Fiesta de la Sagrada Familia

Lecturas bíblicas. Eclo 3,3-7.14-17ª. Sal 127,1-5 (R/. «Dichoso el que teme al Señor y sigue sus caminos»). Col 3,12-21. Aleluya: Col 3,15a.16a (v. «Que la paz de Cristo actúe de árbitro…»). Lc 2,22-40.

Queridos hermanos y hermanas:

El domingo de la infraoctava de la Navidad es la fiesta de la Sagrada Familia, y nos invita a prestar la atención que demanda la palabra de Dios; ella ilumina el misterio del amor que da origen a la familia y sostiene la vida de todos sus miembros. La sagrada Escritura nos llama al respeto y consideración que los padres han de merecer de sus hijos, porque por lógico principio: «Dios hace al padre más respetable que a los hijos y afirma la autoridad de la prole sobre los hijos» (Eclo 3,2). Los padres son procreadores de los hijos y éstos les deben la vida, que dimana del amor conyugal de los padres. La verdadera religión —enseñan los profetas y los autores sapienciales— tiene una dimensión social insoslayable, sin ella el culto está vacío, dice Isaías. Entre los deberes que la revelación divina establece para con el prójimo el cuarto mandamiento de la ley incluye la honra del padre y de la madre, verdadera piedra angular de la religión bíblica (cf. Ex 20,12; Dt 5,16). Amar a los padres exige esta honra reconociendo en ellos la autoridad que Dios mismo les ha otorgado sobre la prole. Este amor lleva consigo la capacidad de excusa y perdón de sus defectos por parte de los hijos. En recompensa el hijo recibe la bendición de sus padres.  Es muy expresivo el texto del libro de los Proverbios: «A quien maldice a su padre y a su madre / se le apagará la lámpara en la oscuridad» (Prov 20,20)[1].

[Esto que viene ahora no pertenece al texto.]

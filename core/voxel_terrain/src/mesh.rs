use std::sync::atomic::{AtomicU32, Ordering};

use bytemuck::{Pod, Zeroable};
use ultraviolet::{Vec3, Vec4};

use crate::chunk::shape::PaddedShape;

// Vertex

#[repr(C)]
#[derive(Copy, Clone, Default, Debug, PartialEq, Pod, Zeroable)]
pub struct Vertex {
  pub position: Vec3,
  pub normal: Vec3,
  /// `(u, v, material, kind)` where `kind` is `0.0` for block and `1.0` for isosurface vertices.
  pub uv: Vec4,
}

impl Vertex {
  #[inline]
  pub fn new(position: Vec3, normal: Vec3, uv: Vec4) -> Self { Self { position, normal, uv } }
}


// Quad

/// Four vertices forming two triangles with indices [`Quad::INDICES`]. Corners are in counter-clockwise order when
/// looking at the front face.
#[derive(Copy, Clone, Debug, PartialEq)]
pub struct Quad {
  pub positions: [Vec3; 4],
  pub normals: [Vec3; 4],
  pub uvs: [Vec4; 4],
}

impl Quad {
  pub const INDICES: [u32; 6] = [0, 1, 2, 0, 2, 3];

  #[inline]
  pub fn vertex(&self, i: usize) -> Vertex { Vertex::new(self.positions[i], self.normals[i], self.uvs[i]) }

  /// Normal of the plane through the first triangle, following the winding order.
  #[inline]
  pub fn winding_normal(&self) -> Vec3 {
    let [a, b, c, _] = self.positions;
    (b - a).cross(c - a)
  }
}


// Quad sink

/// Receives quads from extractors.
pub trait QuadSink {
  fn push_quad(&mut self, quad: Quad);
}

impl QuadSink for Vec<Quad> {
  #[inline]
  fn push_quad(&mut self, quad: Quad) { self.push(quad); }
}


// Mesh assembler

/// Output buffers pre-sized for the worst case number of faces of a chunk shape, and an atomic face counter that hands
/// out a unique slot to every emitted quad. Multiple extraction passes may write into the same assembler; their slots
/// never collide.
#[derive(Debug)]
pub struct MeshAssembler {
  max_faces: usize,
  vertices: Vec<Vertex>,
  indices: Vec<u32>,
  face_count: AtomicU32,
}

impl MeshAssembler {
  pub fn new(shape: PaddedShape) -> Self {
    Self::with_max_faces(shape.max_faces())
  }

  pub fn with_max_faces(max_faces: usize) -> Self {
    Self {
      max_faces,
      vertices: vec![Vertex::zeroed(); max_faces * 4],
      indices: vec![0; max_faces * 6],
      face_count: AtomicU32::new(0),
    }
  }


  #[inline]
  pub fn max_faces(&self) -> usize { self.max_faces }

  /// Whether this assembler can hold every face of a chunk of `shape`.
  #[inline]
  pub fn fits(&self, shape: PaddedShape) -> bool { shape.max_faces() <= self.max_faces }

  #[inline]
  pub fn face_count(&self) -> u32 { self.face_count.load(Ordering::Acquire) }
  #[inline]
  pub fn vertex_count(&self) -> usize { self.face_count() as usize * 4 }
  #[inline]
  pub fn index_count(&self) -> usize { self.face_count() as usize * 6 }


  /// Reserves the next face slot.
  ///
  /// # Panics
  ///
  /// Panics when all slots are taken, which means the worst case bound this assembler was sized for is wrong.
  #[inline]
  pub fn reserve_face(&self) -> usize {
    let face = self.face_count.fetch_add(1, Ordering::AcqRel) as usize;
    assert!(face < self.max_faces, "Mesh assembler overrun: face {} reserved, but only {} faces fit", face, self.max_faces);
    face
  }

  /// Writes `quad` into face slot `face`.
  #[inline]
  pub fn write_quad(&mut self, face: usize, quad: &Quad) {
    let vertex_offset = face * 4;
    for i in 0..4 {
      self.vertices[vertex_offset + i] = quad.vertex(i);
    }
    let index_offset = face * 6;
    let base = vertex_offset as u32;
    for (i, index) in Quad::INDICES.iter().enumerate() {
      self.indices[index_offset + i] = base + index;
    }
  }

  /// Vertices that have been written so far.
  #[inline]
  pub fn vertices(&self) -> &[Vertex] { &self.vertices[..self.vertex_count().min(self.vertices.len())] }
  /// Indices that have been written so far.
  #[inline]
  pub fn indices(&self) -> &[u32] { &self.indices[..self.index_count().min(self.indices.len())] }

  /// Copies out the written part of the buffers into a [`ChunkMesh`], and resets the face counter so that this
  /// assembler can be reused.
  #[profiling::function]
  pub fn finish(&mut self) -> ChunkMesh {
    let mesh = ChunkMesh::new(self.vertices().to_vec(), self.indices().to_vec());
    self.reset();
    mesh
  }

  #[inline]
  pub fn reset(&mut self) {
    *self.face_count.get_mut() = 0;
  }
}

impl QuadSink for MeshAssembler {
  #[inline]
  fn push_quad(&mut self, quad: Quad) {
    let face = self.reserve_face();
    self.write_quad(face, &quad);
  }
}


// Bounds

#[derive(Copy, Clone, Debug, PartialEq)]
pub struct Bounds {
  pub min: Vec3,
  pub max: Vec3,
}

impl Bounds {
  #[inline]
  pub fn from_points(points: impl IntoIterator<Item=Vec3>) -> Option<Self> {
    let mut points = points.into_iter();
    let first = points.next()?;
    let mut bounds = Self { min: first, max: first };
    for point in points {
      bounds.min = bounds.min.min_by_component(point);
      bounds.max = bounds.max.max_by_component(point);
    }
    Some(bounds)
  }

  #[inline]
  pub fn size(&self) -> Vec3 { self.max - self.min }
}


// Mesh

/// Triangle mesh of a single chunk, in logical coordinates of that chunk.
#[derive(Clone, Default, Debug)]
pub struct ChunkMesh {
  vertices: Vec<Vertex>,
  indices: Vec<u32>,
  bounds: Option<Bounds>,
}

impl ChunkMesh {
  #[inline]
  pub fn new(vertices: Vec<Vertex>, indices: Vec<u32>) -> Self {
    let bounds = Bounds::from_points(vertices.iter().map(|v| v.position));
    Self { vertices, indices, bounds }
  }


  #[inline]
  pub fn is_empty(&self) -> bool { self.indices.is_empty() }

  #[inline]
  pub fn vertices(&self) -> &[Vertex] { &self.vertices }
  #[inline]
  pub fn indices(&self) -> &[u32] { &self.indices }

  #[inline]
  pub fn vertex_count(&self) -> usize { self.vertices.len() }
  #[inline]
  pub fn index_count(&self) -> usize { self.indices.len() }
  #[inline]
  pub fn quad_count(&self) -> usize { self.indices.len() / 6 }

  /// Axis-aligned bounds of all vertices, or `None` for an empty mesh.
  #[inline]
  pub fn bounds(&self) -> Option<Bounds> { self.bounds }

  /// Iterates over the triangles as vertex position triples.
  #[inline]
  pub fn triangles(&self) -> impl Iterator<Item=[Vec3; 3]> + '_ {
    self.indices.chunks_exact(3).map(|t| [
      self.vertices[t[0] as usize].position,
      self.vertices[t[1] as usize].position,
      self.vertices[t[2] as usize].position,
    ])
  }
}


#[cfg(test)]
mod tests {
  use std::mem::size_of;

  use super::*;

  fn unit_quad(z: f32) -> Quad {
    Quad {
      positions: [Vec3::new(0.0, 0.0, z), Vec3::new(1.0, 0.0, z), Vec3::new(1.0, 1.0, z), Vec3::new(0.0, 1.0, z)],
      normals: [Vec3::unit_z(); 4],
      uvs: [Vec4::zero(); 4],
    }
  }

  #[test]
  fn vertex_layout() {
    assert_eq!(size_of::<Vertex>(), 40);
  }

  #[test]
  fn winding_normal_of_counter_clockwise_quad() {
    assert_eq!(unit_quad(0.0).winding_normal(), Vec3::unit_z());
  }

  #[test]
  fn assembler_writes_indices_relative_to_slot() {
    let mut assembler = MeshAssembler::with_max_faces(2);
    assembler.push_quad(unit_quad(0.0));
    assembler.push_quad(unit_quad(1.0));
    assert_eq!(assembler.face_count(), 2);
    assert_eq!(assembler.indices(), &[0, 1, 2, 0, 2, 3, 4, 5, 6, 4, 6, 7]);

    let mesh = assembler.finish();
    assert_eq!(mesh.vertex_count(), 8);
    assert_eq!(mesh.index_count(), 12);
    assert_eq!(mesh.quad_count(), 2);
    assert_eq!(mesh.bounds(), Some(Bounds { min: Vec3::zero(), max: Vec3::one() }));
    assert_eq!(assembler.face_count(), 0);
    assert!(assembler.vertices().is_empty());
  }

  #[test]
  #[should_panic(expected = "Mesh assembler overrun")]
  fn assembler_overrun_panics() {
    let mut assembler = MeshAssembler::with_max_faces(1);
    assembler.push_quad(unit_quad(0.0));
    assembler.push_quad(unit_quad(1.0));
  }

  #[test]
  fn empty_mesh_has_no_bounds() {
    let mesh = MeshAssembler::new(PaddedShape::cubic(2)).finish();
    assert!(mesh.is_empty());
    assert_eq!(mesh.bounds(), None);
  }
}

Amar a los padres exige esta honra reconociendo en ellos la autoridad que Dios mismo les ha otorgado sobre la prole. Este amor lleva consigo la capacidad de excusa y perdón de sus defectos por parte de los hijos.

Esta honra de los padres por los hijos incluye la asistencia en su ancianidad y debilidad: «Hijo mío […], aunque flaquee su mente, ten indulgencia, no lo abochornes mientras viva» (v. 3,13). Conforme a la mentalidad de la antigua alianza, el respeto al padre alarga la vida, y a quien honra a su madre, el Señor le escucha (vv.  6-7). La asistencia a los padres, sobre todo en la vejez, es éticamente tan valorada que ni siquiera puede ser canjeada por el sostenimiento del culto. Jesús denunció con energía esta conducta que raya en la hipocresía a propósito del mandamiento de honrar padre y madre, que los adversarios de Jesús tratan de saltar con pretextos religiosos: «Pero vosotros decís: “Si uno dice al padre o a la madre: ‘Los bienes con que podría ayudarte son ofrenda sagrada’, ya no tiene que honrar a su padre o a su madre”. Y así invalidáis el mandato de Dios en nombre de vuestra tradición» (Mt 15,5-6).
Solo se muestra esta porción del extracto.